Nonetheless, there is still a lack of research taking into account both temporal evolution and structural heterogeneity. Inspired by works on [16] and [10], we propose a novel dynamic heterogeneous graph embedding approach using hierarchical attention layers (DyHAN), which is able to capture the importance in different level aggregations. To be specific, for an arbitrary node, node-level attention intends to learn the importance of its neighbor for a specific edge type. Edge-level attention aims to learn the importance of every edge-type for this node. Temporal-level attention is able to fuse the final embedding by figuring out the importance of each time step graph snapshot. We evaluate our method on three real-world dynamic heterogeneous network datasets, EComm, Twitter and Aliaba.com. The results show that DyHAN outperforms several state-of-the-art baselines in link prediction task.

2 Problem Definition

In this section, we provide necessary information throughout this paper. We consider a dynamic heterogeneous network is defined as a series of snapshots, \(\{G^{1}, G^{2}, ..., G^{T} \}\). A snapshot at time t is defined as \(G^{t} = (\mathcal {V}^{t}, \mathcal {E}^{t}, \mathcal {W}^{t})\), where \(\mathcal {V}^{t}\) is the node set with node type \(o \in \mathcal {O}\). \(\mathcal {E}^{t}\) is the edge set with edge type \(r \in \mathcal {R}\). \(\mathcal {O}\) and \(\mathcal {R}\) are node type set and edge type set respectively, and \(|\mathcal {O}| + |\mathcal {R}| > 2\). We assume for each time snapshot the nodes and links both can be changed.

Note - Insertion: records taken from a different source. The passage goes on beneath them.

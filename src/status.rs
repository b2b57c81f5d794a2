//! Pipeline status and dead-letter inspection.
//!
//! `bizcard status` reports, per consumer group, every partition's end
//! offset, committed checkpoint and lag, plus record/document/dead-letter
//! counts. `bizcard dead-letters` lists the most recent dead letters.

use anyhow::Result;
use serde::Serialize;
use std::sync::Arc;

use crate::archive::ARCHIVE_GROUP;
use crate::config::Config;
use crate::db;
use crate::error::PipelineResult;
use crate::extract_worker::EXTRACTION_GROUP;
use crate::index_worker::INDEXING_GROUP;
use crate::store::sqlite::SqliteStore;
use crate::store::{DeadLetterQueue, RecordStore, SearchIndex};
use crate::stream::sqlite::SqliteStream;
use crate::stream::{CheckpointStore, Stream};

#[derive(Debug, Clone, PartialEq, Serialize)]
pub struct PartitionStatus {
    pub partition: u32,
    pub start_offset: u64,
    pub end_offset: u64,
    /// `None` until the group has opened this partition.
    pub checkpoint: Option<u64>,
    pub lag: u64,
}

#[derive(Debug, Clone, PartialEq, Serialize)]
pub struct GroupStatus {
    pub group: String,
    pub stream: String,
    pub partitions: Vec<PartitionStatus>,
}

impl GroupStatus {
    pub fn total_lag(&self) -> u64 {
        self.partitions.iter().map(|p| p.lag).sum()
    }
}

/// Checkpoint, end offset and lag for every partition `group` reads.
pub async fn group_status(
    group: &str,
    stream: &dyn Stream,
    checkpoints: &dyn CheckpointStore,
) -> PipelineResult<GroupStatus> {
    let mut partitions = Vec::new();
    for partition in 0..stream.partitions() {
        let start_offset = stream.start_offset(partition).await?;
        let end_offset = stream.end_offset(partition).await?;
        let checkpoint = checkpoints
            .get_checkpoint(group, stream.name(), partition)
            .await?;
        // Records trimmed before being read are gone; lag counts what remains
        let lag = end_offset.saturating_sub(checkpoint.unwrap_or(end_offset).max(start_offset));
        partitions.push(PartitionStatus {
            partition,
            start_offset,
            end_offset,
            checkpoint,
            lag,
        });
    }
    Ok(GroupStatus {
        group: group.to_string(),
        stream: stream.name().to_string(),
        partitions,
    })
}

pub async fn run_status(config: &Config) -> Result<()> {
    let pool = db::connect(config).await?;
    let store = Arc::new(SqliteStore::new(pool.clone()));
    let partitions = config.streams.partitions;
    let image = SqliteStream::open(pool.clone(), &config.streams.image_stream, partitions).await?;
    let text = SqliteStream::open(pool.clone(), &config.streams.text_stream, partitions).await?;

    println!("Bizcard Pipeline Status");
    println!("=======================");
    println!();
    println!("  Database:      {}", config.db.path.display());
    println!("  Records:       {}", store.count_records().await?);
    println!("  Documents:     {}", store.count_documents().await?);
    println!("  Dead letters:  {}", store.count_dead_letters().await?);
    println!();

    let groups = [
        (EXTRACTION_GROUP, &image),
        (INDEXING_GROUP, &text),
        (ARCHIVE_GROUP, &text),
    ];
    for (group, stream) in groups {
        let status = group_status(group, stream, store.as_ref()).await?;
        println!(
            "  {} ← {} (lag {})",
            status.group,
            status.stream,
            status.total_lag()
        );
        for p in &status.partitions {
            let checkpoint = p
                .checkpoint
                .map(|c| c.to_string())
                .unwrap_or_else(|| "-".to_string());
            println!(
                "    partition {}: offsets {}..{}  checkpoint {}  lag {}",
                p.partition, p.start_offset, p.end_offset, checkpoint, p.lag
            );
        }
        println!();
    }

    pool.close().await;
    Ok(())
}

pub async fn run_dead_letters(config: &Config, limit: usize) -> Result<()> {
    let pool = db::connect(config).await?;
    let store = SqliteStore::new(pool.clone());
    let letters = store.list_dead_letters(limit).await?;

    if letters.is_empty() {
        println!("No dead letters.");
    }
    for letter in &letters {
        println!(
            "{}  {}  {}[{}]@{}",
            letter.failed_at.format("%Y-%m-%d %H:%M:%S"),
            letter.consumer,
            letter.stream,
            letter.partition,
            letter.offset
        );
        if let Some(ref id) = letter.image_id {
            println!("    image_id: {}", id);
        }
        println!("    reason: {}", letter.reason);
    }

    pool.close().await;
    Ok(())
}

#[cfg(test)]
mod tests {
    use super::*;
    use crate::store::memory::InMemoryStore;
    use crate::stream::memory::MemoryStream;

    #[tokio::test]
    async fn lag_is_end_minus_checkpoint() {
        let stream = MemoryStream::new("bizcard-image", 2);
        let store = InMemoryStore::new();
        for i in 0..6 {
            stream.append(&format!("img-{}", i), "{}").await.unwrap();
        }
        let p0_end = stream.end_offset(0).await.unwrap();
        store
            .commit_checkpoint(EXTRACTION_GROUP, "bizcard-image", 0, 0)
            .await
            .unwrap();

        let status = group_status(EXTRACTION_GROUP, &stream, &store).await.unwrap();
        assert_eq!(status.partitions[0].checkpoint, Some(0));
        assert_eq!(status.partitions[0].lag, p0_end);
        assert_eq!(status.partitions[1].checkpoint, None);
        assert_eq!(status.partitions[1].lag, 0);
    }
}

Dynamic heterogeneous graph embedding aims to learn a mapping function \(f:\mathcal {V} \rightarrow \mathbb {R}^{d}\), such that it preserves the structural similarity among nodes and their temporal tendencies in developing link relationships.

3 Proposed Method

In this section, we introduce our proposed approach DyHAN employing hierarchical attentions on dynamic heterogeneous graph embedding which combines the basic ideas proposed in [10, 16]. It has three main components, node-level attention, edge-level attention and temporal-level attention. All of these three components aggregate different layer of information using different attention layers. The overall architecture of DyHAN is represented by Fig. 1.

Fig. 1.
figure 1

Architecture of DyHAN.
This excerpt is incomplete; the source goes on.